Дух старой доброй Англии, будто сошедшей со страниц романов Джейн Остин или с пейзажей Констебля, незаметно поселяется в этом строгом и скромном спектакле. Он и в трогательной перепалке владельцев адвокатской конторы мистера Крегса и мистера Сничи, и в мудрости служанки Клеменси Ньюком, которая усвоила в этой жизни только две истины—прощать обиды и поступать с другими так, как ты хочешь, чтобы поступали с тобой, но этого оказалось достаточно для счастливого замужества и материнства. По ходу действия, когда герои покидают старый дом, стены его уезжают вслед за ними, сцена пустеет, и к финалу остается только камин, возле которого вновь собирается семья—метафора крошечного островка благополучия и постоянства в бушующем мире.
В том, что начали Диккенсом, есть своя закономерность. Первая студия Художественного театра тоже стала когда-то самостоятельной благодаря диккенсовскому «Сверчку на печи», простому и сентиментальному, но покорившему зал сразу и безоговорочно. Там играл молодой Михаил Чехов, здесь пока звезд такого масштаба нет, но есть команда. Они как выходили в финале «Мальчиков» шеренгой, плечом к плечу, все вместе, включая тех, кого по сюжету уже не было в живых, и шли на зал, так и сейчас идут. Им очень повезло—не каждый столичный выпускной курс, даже очень талантливый, становится почти сразу обладателем такого прекрасного театрального здания. Может быть, Диккенс выбран еще и потому, что это про дом, про то, что тебе никогда не изменит—мечтал же Женовач дать своим студийцам что-то такое, что на всю жизнь защитит их от неправды и искушений. У него и самого это есть.
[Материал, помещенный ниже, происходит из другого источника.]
//! Button-like widget records stored in the [`WidgetPool`](crate::pool::WidgetPool).

use std::fmt;

use heapless::String;

use crate::autorepeat::AutorepeatTiming;
use crate::geometry::{Color, DisplaySize, Placement, Rect};
use crate::pool::{WidgetId, WidgetKind};
use crate::render::{self, RenderSurface};

/// Longest caption a widget can hold.
pub const CAPTION_CAPACITY: usize = 24;

/// Widget callback: receives the host context, the widget and its bound value.
pub type WidgetFn<C> = fn(&mut C, WidgetId, i16);

/// Bound callback of a widget.
///
/// Autorepeat slots keep the user's function as `wrapped`; the dispatcher
/// routes the first activation to the autorepeat controller instead of
/// calling it directly.
pub enum Callback<C> {
    Plain(WidgetFn<C>),
    Autorepeat {
        wrapped: WidgetFn<C>,
        timing: AutorepeatTiming,
    },
}

impl<C> Clone for Callback<C> {
    fn clone(&self) -> Self {
        *self
    }
}

impl<C> Copy for Callback<C> {}

impl<C> fmt::Debug for Callback<C> {
    fn fmt(&self, f: &mut fmt::Formatter<'_>) -> fmt::Result {
        match self {
            Callback::Plain(_) => f.write_str("Plain"),
            Callback::Autorepeat { timing, .. } => {
                f.debug_struct("Autorepeat").field("timing", timing).finish()
            }
        }
    }
}

impl<C> Callback<C> {
    /// The user function, whichever variant this is.
    pub fn function(&self) -> WidgetFn<C> {
        match *self {
            Callback::Plain(f) => f,
            Callback::Autorepeat { wrapped, .. } => wrapped,
        }
    }
}

/// Everything needed to set up an allocated widget.
pub struct WidgetSpec<'a, C> {
    pub rect: Rect,
    pub touch_border: u16,
    pub color: Color,
    pub caption_color: Color,
    pub caption: &'a str,
    pub caption_size: u8,
    pub value: i16,
    pub callback: Option<WidgetFn<C>>,
}

impl<'a, C> WidgetSpec<'a, C> {
    pub fn new(rect: Rect, callback: WidgetFn<C>) -> Self {
        Self {
            rect,
            touch_border: 0,
            color: Color::GREEN,
            caption_color: Color::BLACK,
            caption: "",
            caption_size: 1,
            value: 0,
            callback: Some(callback),
        }
    }

    pub fn with_caption(mut self, caption: &'a str, size: u8) -> Self {
        self.caption = caption;
        self.caption_size = size;
        self
    }

    pub fn with_border(mut self, touch_border: u16) -> Self {
        self.touch_border = touch_border;
        self
    }

    pub fn with_value(mut self, value: i16) -> Self {
        self.value = value;
        self
    }

    pub fn with_colors(mut self, color: Color, caption_color: Color) -> Self {
        self.color = color;
        self.caption_color = caption_color;
        self
    }
}

pub struct Widget<C> {
    pub(crate) rect: Rect,
    pub(crate) touch_border: u16,
    pub(crate) color: Color,
    pub(crate) caption_color: Color,
    pub(crate) caption: String<CAPTION_CAPACITY>,
    pub(crate) caption_size: u8,
    pub(crate) value: i16,
    pub(crate) active: bool,
    pub(crate) allocated: bool,
    pub(crate) kind: WidgetKind,
    pub(crate) callback: Option<Callback<C>>,
    pub(crate) next: Option<WidgetId>,
}

impl<C> fmt::Debug for Widget<C> {
    fn fmt(&self, f: &mut fmt::Formatter<'_>) -> fmt::Result {
        f.debug_struct("Widget")
            .field("rect", &self.rect)
            .field("touch_border", &self.touch_border)
            .field("caption", &self.caption.as_str())
            .field("value", &self.value)
            .field("active", &self.active)
            .field("allocated", &self.allocated)
            .field("kind", &self.kind)
            .field("callback", &self.callback)
            .field("next", &self.next)
            .finish()
    }
}

impl<C> Widget<C> {
    pub(crate) fn empty(kind: WidgetKind) -> Self {
        Self {
            rect: Rect::default(),
            touch_border: 0,
            color: Color::default(),
            caption_color: Color::default(),
            caption: String::new(),
            caption_size: 1,
            value: 0,
            active: false,
            allocated: false,
            kind,
            callback: None,
            next: None,
        }
    }

    /// Return the slot to its pristine state, keeping its kind and link.
    pub(crate) fn clear(&mut self) {
        let next = self.next;
        *self = Self::empty(self.kind);
        self.next = next;
    }

    pub fn rect(&self) -> Rect {
        self.rect
    }

    pub fn touch_border(&self) -> u16 {
        self.touch_border
    }

    pub fn caption(&self) -> &str {
        &self.caption
    }

    pub fn value(&self) -> i16 {
        self.value
    }

    pub fn is_active(&self) -> bool {
        self.active
    }

    pub fn is_allocated(&self) -> bool {
        self.allocated
    }

    pub fn kind(&self) -> WidgetKind {
        self.kind
    }

    pub fn is_autorepeat(&self) -> bool {
        self.kind == WidgetKind::Autorepeat
    }

    pub fn callback(&self) -> Option<Callback<C>> {
        self.callback
    }

    /// Next widget in registry order.
    pub fn next(&self) -> Option<WidgetId> {
        self.next
    }

    /// Apply `spec`, clamping geometry to `display` and truncating a
    /// caption that does not fit. The widget becomes active.
    pub(crate) fn configure(
        &mut self,
        spec: &WidgetSpec<'_, C>,
        default_timing: AutorepeatTiming,
        display: DisplaySize,
    ) -> Placement {
        let (rect, mut placement) = spec.rect.clamp_to(display);
        self.rect = rect;
        self.touch_border = spec.touch_border;
        self.color = spec.color;
        self.caption_color = spec.caption_color;
        self.value = spec.value;
        let kind = self.kind;
        self.callback = spec.callback.map(|f| match kind {
            WidgetKind::Plain => Callback::Plain(f),
            WidgetKind::Autorepeat => Callback::Autorepeat {
                wrapped: f,
                timing: default_timing,
            },
        });
        placement = placement.merge(self.set_caption_clamped(spec.caption, spec.caption_size));
        self.active = true;
        placement
    }

    /// Store `caption`, shrinking the text size and then truncating the
    /// caption until it fits inside the widget's rectangle.
    pub(crate) fn set_caption_clamped(&mut self, caption: &str, size: u8) -> Placement {
        let mut placement = Placement::Fits;
        let mut size = size.max(1);
        while size > 1 && render::text_extent(1, size).1 > u32::from(self.rect.height) {
            size -= 1;
            placement = Placement::Clamped;
        }
        if render::text_extent(1, size).1 > u32::from(self.rect.height) {
            placement = Placement::Clamped;
        }

        let (char_w, _) = render::text_extent(1, size);
        let fits = (u32::from(self.rect.width) / char_w) as usize;
        let limit = fits.min(CAPTION_CAPACITY);

        self.caption.clear();
        for (count, ch) in caption.chars().enumerate() {
            if count >= limit || self.caption.push(ch).is_err() {
                placement = Placement::Clamped;
                break;
            }
        }
        self.caption_size = size;
        placement
    }

    pub(crate) fn draw(&self, surface: &mut impl RenderSurface) {
        let r = self.rect;
        surface.fill_rect(
            r.x,
            r.y,
            r.right() as i16,
            r.bottom() as i16,
            self.color,
        );
        if self.caption.is_empty() {
            return;
        }
        let (text_w, text_h) = render::text_extent(self.caption.chars().count(), self.caption_size);
        let x = i32::from(r.x) + (i32::from(r.width) - text_w as i32) / 2;
        let y = i32::from(r.y) + (i32::from(r.height) - text_h as i32) / 2;
        surface.draw_text(
            x as i16,
            y as i16,
            &self.caption,
            self.caption_size,
            self.caption_color,
            self.color,
        );
    }
}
В новом кабинете худрука висит большой, во весь рост портрет Анатолия Эфроса и лежит толстый альбом—фотографии всех актеров, с которыми он работал. Первыми там идут Ирина Розанова и Сергей Тарамаев—те самые «счастливейшие» семь лет в театре на Бронной. Больше они с Женовачом не работали, и ничего лучше тех лет в их актерской жизни тоже не было. Как хочется, чтобы с нынешними его актерами ничего подобного не произошло.
Рано предрекать гибель репертуарному театру, когда вот он, возник на наших глазах как будто из ничего, и снова можно говорить об интеллигентности тона, линии интуиции и чувства и прочем из арсенала театрального прошлого. Похожим образом начинали когда-то близкие «женовачам» по духу «фоменки», а еще раньше—театр Анатолия Васильева, так что новая «Студия театрального искусства» в принципе уже знает, какие опасности подстерегают и на этом достойном пути. Как легко любовь к литературе оборачивается иногда радиотеатром, а безоглядная преданность одной творческой идее—келейным духом, сквозь который трудно пробиться живой действительности. Об этом не стоит забывать даже тогда, когда стены еще пахнут новой краской, а глаза сияют и обещают такой успех, какого и не бывает.
Но сегодня они—победители. Женовач не случайно часами может говорить о своем любимом Достоевском—он и сам немного похож на князя Мышкина, несмотря на всю свою украинскую хитринку в глазах. Похож, потому что не стесняется прописных истин, с детским бесстрашием называет черное черным, а белое белым, с пылом праведника призывает к добру—и зрителей, и своих студийцев. Понимает, что добро—это куда важнее любого театра. Его всегда слушали с интересом, но услышали, кажется, только сейчас.